In a collaboration between the Australian National University, the University of Oxford, and the Beijing Academy of AI, researchers have unveiled an AI system named “3D-GPT.”
This sophisticated string of AI agents enables the generation of 3D environments through simple text prompts.
The paper, available on arXiv, showcases a streamlined and user-friendly approach to 3D asset creation, contrasting to the convoluted workflows involved with traditional 3D modeling.
By simply describing an environment like a “snow-covered peak with bright sunshine in the background,” the AI system will interpret and flesh out the description of the environment and use that to generate code that can be passed into 3D computer graphics software like Blender.
3D-GPT breaks down complex 3D modeling tasks into manageable segments, delegating each segment to specialized AI agents.
The agent’s roles are as follows:
- Task dispatch agent: Interprets the text instructions provided by the user.
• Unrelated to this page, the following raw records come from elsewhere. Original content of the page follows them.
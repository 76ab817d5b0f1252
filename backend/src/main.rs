//! CRM Platform Backend
//!
//! Multi-tenant SaaS backend whose core is the authentication and
//! authorization subsystem: credential verification, tenant-scoped
//! session tokens, role-based access control, and atomic tenant
//! onboarding.
//!
//! ## Architecture
//!
//! The backend follows a layered architecture:
//! - Routes: HTTP request handling, guards, and routing
//! - Services: business logic and failure classification
//! - Repositories: data access
//! - Database: PostgreSQL with SQLx

use anyhow::Result;
use crm_platform_backend::{config, db, routes, state::AppState};
use tokio::signal;
use tracing::{error, info, warn};
use tracing_subscriber::{layer::SubscriberExt, util::SubscriberInitExt};

#[tokio::main]
async fn main() -> Result<()> {
    // Load environment variables from .env file
    dotenvy::dotenv().ok();

    // Initialize tracing
    init_tracing();

    // Load configuration
    let config = config::AppConfig::load()?;

    info!(
        version = env!("CARGO_PKG_VERSION"),
        env = if config::AppConfig::is_production() {
            "production"
        } else {
            "development"
        },
        "Starting CRM Platform Backend"
    );

    // Validate production configuration
    if config::AppConfig::is_production() {
        validate_production_config(&config)?;
    }

    // Create database pool
    info!("Connecting to database...");
    let db_pool = db::create_pool(&config.database.url, config.database.max_connections).await?;

    // Run migrations (skip in production if using separate migration job)
    if !config::AppConfig::is_production() {
        info!("Running database migrations...");
        db::run_migrations(&db_pool).await?;
    }

    // Create application state
    let state = AppState::new(db_pool, config.clone());

    // Build application
    let app = routes::create_router(state);

    // Start server
    let addr = format!("{}:{}", config.server.host, config.server.port);
    info!(address = %addr, "Server listening");

    let listener = tokio::net::TcpListener::bind(&addr).await?;

    // Serve with graceful shutdown
    axum::serve(listener, app)
        .with_graceful_shutdown(shutdown_signal())
        .await?;

    info!("Server shutdown complete");
    Ok(())
}

/// Initialize tracing/logging
fn init_tracing() {
    let env_filter = tracing_subscriber::EnvFilter::try_from_default_env().unwrap_or_else(|_| {
        if config::AppConfig::is_production() {
            "crm_platform_backend=info,tower_http=info".into()
        } else {
            "crm_platform_backend=debug,tower_http=debug,sqlx=warn".into()
        }
    });

    let subscriber = tracing_subscriber::registry().with(env_filter);

    if config::AppConfig::is_production() {
        // JSON logging for production (better for log aggregation)
        subscriber
            .with(tracing_subscriber::fmt::layer().json())
            .init();
    } else {
        // Pretty logging for development
        subscriber
            .with(tracing_subscriber::fmt::layer().pretty())
            .init();
    }
}

/// Validate configuration for production deployment
fn validate_production_config(config: &config::AppConfig) -> Result<()> {
    let mut errors = Vec::new();

    // Check the signing secret is not a development default
    if config.auth.jwt_secret.contains("development") || config.auth.jwt_secret.len() < 32 {
        errors.push("JWT secret must be at least 32 characters and not contain 'development'");
    }

    // The master registration key gates MASTER account creation
    if config.auth.master_key.contains("development") || config.auth.master_key.len() < 16 {
        errors.push("Master key must be at least 16 characters and not contain 'development'");
    }

    // Check database URL is not localhost in production
    if config.database.url.contains("localhost") || config.database.url.contains("127.0.0.1") {
        warn!("Database URL contains localhost - ensure this is intentional for production");
    }

    if !errors.is_empty() {
        for err in &errors {
            error!("Configuration error: {}", err);
        }
        anyhow::bail!("Invalid production configuration");
    }

    Ok(())
}

/// Graceful shutdown signal handler
async fn shutdown_signal() {
    let ctrl_c = async {
        signal::ctrl_c()
            .await
            .expect("Failed to install Ctrl+C handler");
    };

    #[cfg(unix)]
    let terminate = async {
        signal::unix::signal(signal::unix::SignalKind::terminate())
            .expect("Failed to install signal handler")
            .recv()
            .await;
    };

    #[cfg(not(unix))]
    let terminate = std::future::pending::<()>();

    tokio::select! {
        _ = ctrl_c => {
            info!("Received Ctrl+C, starting graceful shutdown");
        }
        _ = terminate => {
            info!("Received SIGTERM, starting graceful shutdown");
        }
    }
}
- Conceptualization agent: Enriches the initial description by filling in any missing details.
- Modeling agent: Sets the necessary parameters and generates code to manipulate 3D software like Blender.
Using this agent-based structure, 3D-GPT can interpret text prompts, augment descriptions with additional context, and create 3D assets that align closely with the user’s imagination.
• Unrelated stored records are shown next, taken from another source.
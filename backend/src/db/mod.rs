//! Database connection and pool management
//!
//! This module provides database connection pooling with proper
//! configuration for production use including health checks,
//! connection timeouts, and retry logic.

use anyhow::Result;
use sqlx::postgres::{PgConnectOptions, PgPool, PgPoolOptions};
use std::str::FromStr;
use std::time::Duration;
use tracing::{info, warn};

/// Database configuration for pool creation
pub struct DbConfig {
    pub url: String,
    pub max_connections: u32,
    pub min_connections: u32,
    pub acquire_timeout_secs: u64,
    pub idle_timeout_secs: u64,
    pub max_lifetime_secs: u64,
}

impl Default for DbConfig {
    fn default() -> Self {
        Self {
            url: String::new(),
            max_connections: 10,
            min_connections: 2,
            acquire_timeout_secs: 30,
            idle_timeout_secs: 600,  // 10 minutes
            max_lifetime_secs: 1800, // 30 minutes
        }
    }
}

/// Create a PostgreSQL connection pool with production-ready settings
pub async fn create_pool(database_url: &str, max_connections: u32) -> Result<PgPool> {
    let config = DbConfig {
        url: database_url.to_string(),
        max_connections,
        ..Default::default()
    };
    create_pool_with_config(&config).await
}

/// Create a PostgreSQL connection pool with custom configuration
pub async fn create_pool_with_config(config: &DbConfig) -> Result<PgPool> {
    let connect_options =
        PgConnectOptions::from_str(&config.url)?.application_name("crm-platform");

    let pool = PgPoolOptions::new()
        .max_connections(config.max_connections)
        .min_connections(config.min_connections)
        .acquire_timeout(Duration::from_secs(config.acquire_timeout_secs))
        .idle_timeout(Duration::from_secs(config.idle_timeout_secs))
        .max_lifetime(Duration::from_secs(config.max_lifetime_secs))
        .test_before_acquire(true)
        .connect_with(connect_options)
        .await?;

    info!(
        "Database pool created: max={}, min={}",
        config.max_connections, config.min_connections
    );

    Ok(pool)
}

/// Run database migrations
pub async fn run_migrations(pool: &PgPool) -> Result<()> {
    info!("Running database migrations...");
    sqlx::migrate!("./migrations").run(pool).await?;
    info!("Database migrations completed successfully");
    Ok(())
}

/// Check database health
pub async fn health_check(pool: &PgPool) -> Result<()> {
    sqlx::query("SELECT 1")
        .execute(pool)
        .await
        .map(|_| ())
        .map_err(|e| {
            warn!("Database health check failed: {}", e);
            e.into()
        })
}

#[cfg(test)]
mod tests {
    use super::*;

    #[test]
    fn test_default_db_config() {
        let config = DbConfig::default();
        assert_eq!(config.max_connections, 10);
        assert_eq!(config.min_connections, 2);
        assert_eq!(config.acquire_timeout_secs, 30);
    }
}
Transforming text into 3D worlds
The paper describes how 3D-GPT can take a simple text prompt such as “a misty spring morning, where dew-kissed flowers dot a lush meadow surrounded by budding trees” and breathe life into it, creating a rich 3D scene complete with realistic graphics.
Although the technology has not reached the stage of photorealism, the results are promising.
The researchers are optimistic about the future, stating, “Our empirical investigations confirm that 3D-GPT not only interprets and executes instructions, delivering reliable results, but also collaborates effectively with human designers.”
They believe that their system “highlights the potential of LLMs in 3D modeling, offering a basic framework for future advancements in scene generation and animation.”
As technologies such as the metaverse gain pace, tools like 3D-GPT could become indispensable.
Potential applications span many industries, including gaming, virtual reality, cinema, and multimedia experiences, making 3D content creation more efficient and accessible.
3D-GPT might ring alarm bells for video game designers and 3D modelers, who are already under attack from similar tools integrated into popular design platforms like Unity.